[Record set Boundary: Start]
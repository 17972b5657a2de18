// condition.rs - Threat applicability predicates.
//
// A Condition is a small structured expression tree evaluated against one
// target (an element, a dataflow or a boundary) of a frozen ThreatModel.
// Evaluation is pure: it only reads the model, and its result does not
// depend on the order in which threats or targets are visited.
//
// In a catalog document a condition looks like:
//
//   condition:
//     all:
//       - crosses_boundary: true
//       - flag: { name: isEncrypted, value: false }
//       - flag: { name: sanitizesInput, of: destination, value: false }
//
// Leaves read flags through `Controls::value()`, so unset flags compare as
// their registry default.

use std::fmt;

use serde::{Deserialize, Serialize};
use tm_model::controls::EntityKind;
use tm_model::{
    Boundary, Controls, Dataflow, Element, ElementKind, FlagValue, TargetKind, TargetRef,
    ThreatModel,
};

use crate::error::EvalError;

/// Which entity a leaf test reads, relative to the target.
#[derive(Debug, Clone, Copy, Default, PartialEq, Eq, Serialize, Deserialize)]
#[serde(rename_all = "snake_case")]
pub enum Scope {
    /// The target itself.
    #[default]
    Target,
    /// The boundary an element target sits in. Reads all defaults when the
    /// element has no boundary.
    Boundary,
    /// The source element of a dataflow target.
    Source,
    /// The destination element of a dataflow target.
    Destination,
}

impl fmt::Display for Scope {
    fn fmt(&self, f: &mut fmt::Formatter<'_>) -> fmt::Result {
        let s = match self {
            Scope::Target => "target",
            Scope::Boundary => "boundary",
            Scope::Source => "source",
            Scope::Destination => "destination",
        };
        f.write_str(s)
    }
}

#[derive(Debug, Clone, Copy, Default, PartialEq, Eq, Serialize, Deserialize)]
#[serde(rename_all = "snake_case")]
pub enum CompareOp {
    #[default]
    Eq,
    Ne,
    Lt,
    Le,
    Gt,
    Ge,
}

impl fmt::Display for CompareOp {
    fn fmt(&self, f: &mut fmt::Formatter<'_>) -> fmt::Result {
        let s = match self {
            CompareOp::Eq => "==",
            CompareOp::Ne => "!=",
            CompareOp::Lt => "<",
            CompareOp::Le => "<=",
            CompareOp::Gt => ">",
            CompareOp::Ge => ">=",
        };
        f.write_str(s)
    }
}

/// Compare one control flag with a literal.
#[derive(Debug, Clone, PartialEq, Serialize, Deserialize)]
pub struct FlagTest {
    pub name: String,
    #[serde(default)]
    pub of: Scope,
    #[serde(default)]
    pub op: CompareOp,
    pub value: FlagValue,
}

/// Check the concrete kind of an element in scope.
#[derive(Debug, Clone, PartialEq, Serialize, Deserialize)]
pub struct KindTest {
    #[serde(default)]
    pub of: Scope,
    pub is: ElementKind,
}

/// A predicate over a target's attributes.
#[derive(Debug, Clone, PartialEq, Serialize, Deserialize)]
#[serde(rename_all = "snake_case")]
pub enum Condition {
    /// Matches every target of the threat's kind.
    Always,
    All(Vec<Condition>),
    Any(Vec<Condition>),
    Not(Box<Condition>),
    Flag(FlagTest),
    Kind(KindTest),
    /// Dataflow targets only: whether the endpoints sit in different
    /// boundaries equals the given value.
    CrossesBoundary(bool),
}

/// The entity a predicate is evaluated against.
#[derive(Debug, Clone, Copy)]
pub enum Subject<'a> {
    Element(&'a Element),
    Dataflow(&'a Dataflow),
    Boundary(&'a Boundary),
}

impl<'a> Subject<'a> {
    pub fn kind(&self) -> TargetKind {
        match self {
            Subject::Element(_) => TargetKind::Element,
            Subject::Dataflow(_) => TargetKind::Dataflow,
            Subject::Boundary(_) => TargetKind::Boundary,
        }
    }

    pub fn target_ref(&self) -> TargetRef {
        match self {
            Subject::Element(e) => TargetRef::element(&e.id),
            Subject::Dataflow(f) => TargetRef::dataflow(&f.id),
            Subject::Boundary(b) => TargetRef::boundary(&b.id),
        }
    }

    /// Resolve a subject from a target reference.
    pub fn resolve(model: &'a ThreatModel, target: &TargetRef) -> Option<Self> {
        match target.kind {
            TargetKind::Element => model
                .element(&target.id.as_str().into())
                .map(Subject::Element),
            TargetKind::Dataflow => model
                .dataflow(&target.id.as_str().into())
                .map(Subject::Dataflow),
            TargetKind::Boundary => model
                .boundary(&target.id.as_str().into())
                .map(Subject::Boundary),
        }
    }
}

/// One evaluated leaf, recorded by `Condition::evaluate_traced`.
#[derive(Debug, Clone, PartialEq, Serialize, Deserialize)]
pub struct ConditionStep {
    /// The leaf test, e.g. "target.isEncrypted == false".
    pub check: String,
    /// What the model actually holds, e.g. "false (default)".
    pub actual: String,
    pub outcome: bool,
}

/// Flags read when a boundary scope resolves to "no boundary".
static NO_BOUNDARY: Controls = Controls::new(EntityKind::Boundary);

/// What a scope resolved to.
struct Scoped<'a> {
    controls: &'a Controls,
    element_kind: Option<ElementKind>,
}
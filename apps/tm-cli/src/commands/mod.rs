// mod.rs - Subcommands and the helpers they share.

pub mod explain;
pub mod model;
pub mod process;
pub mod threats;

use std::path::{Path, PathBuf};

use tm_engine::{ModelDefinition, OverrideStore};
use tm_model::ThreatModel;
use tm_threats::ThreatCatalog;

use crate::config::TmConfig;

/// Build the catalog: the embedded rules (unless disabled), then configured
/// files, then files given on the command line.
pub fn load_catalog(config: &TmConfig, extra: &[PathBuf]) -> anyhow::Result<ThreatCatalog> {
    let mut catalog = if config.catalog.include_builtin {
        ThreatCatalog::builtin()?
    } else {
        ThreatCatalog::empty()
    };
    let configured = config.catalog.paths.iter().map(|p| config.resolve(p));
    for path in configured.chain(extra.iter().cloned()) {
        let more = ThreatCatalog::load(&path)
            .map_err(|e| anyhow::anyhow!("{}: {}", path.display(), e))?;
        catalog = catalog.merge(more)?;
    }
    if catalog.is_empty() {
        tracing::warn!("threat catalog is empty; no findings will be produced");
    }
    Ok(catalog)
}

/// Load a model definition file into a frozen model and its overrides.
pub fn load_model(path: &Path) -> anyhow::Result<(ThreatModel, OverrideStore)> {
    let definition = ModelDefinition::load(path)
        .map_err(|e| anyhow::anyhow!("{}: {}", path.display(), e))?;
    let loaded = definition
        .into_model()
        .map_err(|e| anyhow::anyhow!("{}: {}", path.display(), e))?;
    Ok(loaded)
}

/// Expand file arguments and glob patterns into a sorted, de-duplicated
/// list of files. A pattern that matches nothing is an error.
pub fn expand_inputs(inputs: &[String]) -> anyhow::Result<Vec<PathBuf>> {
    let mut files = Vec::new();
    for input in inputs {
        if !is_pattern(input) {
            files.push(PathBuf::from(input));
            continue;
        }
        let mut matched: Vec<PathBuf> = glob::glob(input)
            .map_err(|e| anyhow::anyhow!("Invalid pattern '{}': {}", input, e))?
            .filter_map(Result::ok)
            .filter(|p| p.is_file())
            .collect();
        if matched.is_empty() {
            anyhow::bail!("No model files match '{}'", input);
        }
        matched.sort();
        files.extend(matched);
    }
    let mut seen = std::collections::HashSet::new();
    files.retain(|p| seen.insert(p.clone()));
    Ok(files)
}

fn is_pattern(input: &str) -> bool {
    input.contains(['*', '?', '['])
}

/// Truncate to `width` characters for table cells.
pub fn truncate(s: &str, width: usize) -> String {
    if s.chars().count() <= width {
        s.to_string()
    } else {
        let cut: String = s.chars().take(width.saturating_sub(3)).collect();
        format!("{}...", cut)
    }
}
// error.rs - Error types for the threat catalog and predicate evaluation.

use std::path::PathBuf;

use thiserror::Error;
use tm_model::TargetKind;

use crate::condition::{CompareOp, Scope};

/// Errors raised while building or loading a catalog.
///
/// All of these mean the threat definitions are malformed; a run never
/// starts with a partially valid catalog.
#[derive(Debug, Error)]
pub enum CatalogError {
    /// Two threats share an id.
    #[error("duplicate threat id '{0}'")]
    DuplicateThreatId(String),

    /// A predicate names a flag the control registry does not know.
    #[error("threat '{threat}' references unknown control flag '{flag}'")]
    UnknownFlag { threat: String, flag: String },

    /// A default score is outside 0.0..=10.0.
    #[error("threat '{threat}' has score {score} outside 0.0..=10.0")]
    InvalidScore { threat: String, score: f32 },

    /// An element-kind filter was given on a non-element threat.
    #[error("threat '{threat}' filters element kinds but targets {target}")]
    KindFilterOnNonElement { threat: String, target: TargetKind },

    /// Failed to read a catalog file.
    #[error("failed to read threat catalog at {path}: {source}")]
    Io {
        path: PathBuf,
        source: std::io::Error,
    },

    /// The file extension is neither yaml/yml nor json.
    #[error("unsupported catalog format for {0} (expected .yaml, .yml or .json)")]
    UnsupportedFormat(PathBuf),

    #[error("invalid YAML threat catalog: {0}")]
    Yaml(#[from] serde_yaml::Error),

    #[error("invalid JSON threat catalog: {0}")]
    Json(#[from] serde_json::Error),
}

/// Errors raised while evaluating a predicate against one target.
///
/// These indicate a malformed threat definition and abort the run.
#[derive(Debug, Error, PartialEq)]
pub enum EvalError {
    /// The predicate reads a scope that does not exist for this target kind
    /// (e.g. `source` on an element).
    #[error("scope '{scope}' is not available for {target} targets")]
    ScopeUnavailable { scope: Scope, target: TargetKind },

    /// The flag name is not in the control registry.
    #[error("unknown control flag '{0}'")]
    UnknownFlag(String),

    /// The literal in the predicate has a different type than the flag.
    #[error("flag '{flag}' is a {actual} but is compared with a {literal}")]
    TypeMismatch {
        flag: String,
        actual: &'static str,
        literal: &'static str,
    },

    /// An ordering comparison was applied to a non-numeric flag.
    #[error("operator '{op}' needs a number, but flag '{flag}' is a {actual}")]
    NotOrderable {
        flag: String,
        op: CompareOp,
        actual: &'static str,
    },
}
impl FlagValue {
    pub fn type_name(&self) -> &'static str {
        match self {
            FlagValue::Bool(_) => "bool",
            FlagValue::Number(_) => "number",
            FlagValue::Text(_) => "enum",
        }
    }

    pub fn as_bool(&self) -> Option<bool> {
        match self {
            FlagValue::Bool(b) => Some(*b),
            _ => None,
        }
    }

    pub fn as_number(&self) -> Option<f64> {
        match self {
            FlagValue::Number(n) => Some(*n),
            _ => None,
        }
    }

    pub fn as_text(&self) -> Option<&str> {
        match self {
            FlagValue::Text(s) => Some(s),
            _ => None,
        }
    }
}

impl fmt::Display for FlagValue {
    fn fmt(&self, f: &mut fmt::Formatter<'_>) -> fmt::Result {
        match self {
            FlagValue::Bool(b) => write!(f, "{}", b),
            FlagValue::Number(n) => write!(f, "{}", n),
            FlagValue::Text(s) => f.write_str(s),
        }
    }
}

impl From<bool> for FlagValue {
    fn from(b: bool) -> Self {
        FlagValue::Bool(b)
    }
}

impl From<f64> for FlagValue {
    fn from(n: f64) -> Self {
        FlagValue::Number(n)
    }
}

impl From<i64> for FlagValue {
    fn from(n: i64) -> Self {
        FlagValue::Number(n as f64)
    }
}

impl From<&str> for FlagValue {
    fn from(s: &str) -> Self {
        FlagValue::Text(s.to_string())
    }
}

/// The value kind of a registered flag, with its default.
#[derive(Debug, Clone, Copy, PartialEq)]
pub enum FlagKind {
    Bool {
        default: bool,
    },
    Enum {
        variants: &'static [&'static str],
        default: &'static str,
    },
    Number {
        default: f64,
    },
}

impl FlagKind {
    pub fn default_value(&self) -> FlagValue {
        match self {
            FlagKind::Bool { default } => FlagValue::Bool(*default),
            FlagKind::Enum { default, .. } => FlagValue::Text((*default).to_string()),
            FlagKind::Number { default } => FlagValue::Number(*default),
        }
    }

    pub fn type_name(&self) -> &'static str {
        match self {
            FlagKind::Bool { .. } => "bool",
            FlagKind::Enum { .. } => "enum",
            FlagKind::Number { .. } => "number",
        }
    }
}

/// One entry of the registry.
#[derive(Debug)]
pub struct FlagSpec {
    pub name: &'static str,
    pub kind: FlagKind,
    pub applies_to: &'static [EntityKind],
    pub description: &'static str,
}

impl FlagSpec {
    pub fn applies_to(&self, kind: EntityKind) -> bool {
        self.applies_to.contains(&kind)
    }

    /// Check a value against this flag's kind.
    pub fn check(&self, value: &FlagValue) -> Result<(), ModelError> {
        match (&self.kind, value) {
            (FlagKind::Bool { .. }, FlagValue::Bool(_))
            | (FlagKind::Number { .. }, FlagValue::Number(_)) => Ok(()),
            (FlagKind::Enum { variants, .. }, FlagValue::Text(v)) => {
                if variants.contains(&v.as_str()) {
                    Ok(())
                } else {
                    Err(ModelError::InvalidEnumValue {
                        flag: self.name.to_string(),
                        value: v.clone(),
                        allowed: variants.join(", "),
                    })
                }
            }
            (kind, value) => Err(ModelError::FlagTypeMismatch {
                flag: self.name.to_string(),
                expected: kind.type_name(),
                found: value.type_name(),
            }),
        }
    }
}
[Record set Boundary: End]
* **What is required**
Where a line of the data holds "OverrideStore", show that line.

* **Solved exercise**
use tm_engine::{ModelDefinition, OverrideStore};
pub fn load_model(path: &Path) -> anyhow::Result<(ThreatModel, OverrideStore)> {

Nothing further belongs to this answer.